Task prompt: Find the word "cell" in the listing below. Copy every line that has it.

Data records:
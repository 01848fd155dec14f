use std::fmt;

use serde::{Deserialize, Serialize};

pub mod config;
pub mod environment;
pub mod map;
pub mod path;
pub mod q_table;
pub mod sampler;
pub mod search;
pub mod training;

/// Flattened index of one grid cell (`row * cols + col`).
///
/// Also the row/column index into the reward matrix and the Q-table.
#[derive(Debug, Clone, Copy, PartialEq, Eq, PartialOrd, Ord, Hash, Serialize, Deserialize)]
pub struct LocationKey(pub usize);

impl LocationKey {
    #[inline]
    pub fn index(self) -> usize {
        self.0
    }
}

impl fmt::Display for LocationKey {
    fn fmt(&self, f: &mut fmt::Formatter<'_>) -> fmt::Result {
        write!(f, "{}", self.0)
    }
}

/// Represents a 2D cell coordinate.
#[derive(Debug, Clone, Copy, PartialEq, Eq, Hash, Serialize, Deserialize)]
pub struct Coord {
    pub row: usize,
    pub col: usize,
}

impl fmt::Display for Coord {
    fn fmt(&self, f: &mut fmt::Formatter<'_>) -> fmt::Result {
        write!(f, "({},{})", self.row, self.col)
    }
}

/// Represents the kind of a cell in the tile grid.
#[derive(Debug, Clone, Copy, PartialEq, Eq, Hash, Serialize, Deserialize)]
pub enum Tile {
    Impassable,
    Passable,
    Goal,
}

impl Default for Tile {
    fn default() -> Self {
        Tile::Passable
    }
}

impl Tile {
    /// Numeric view of the tile: -1 impassable, 0 passable, 1 goal.
    pub fn value(self) -> f64 {
        match self {
            Tile::Impassable => -1.0,
            Tile::Passable => 0.0,
            Tile::Goal => 1.0,
        }
    }
}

Answer for this exercise:
/// Flattened index of one grid cell (`row * cols + col`).
/// Represents a 2D cell coordinate.
/// Represents the kind of a cell in the tile grid.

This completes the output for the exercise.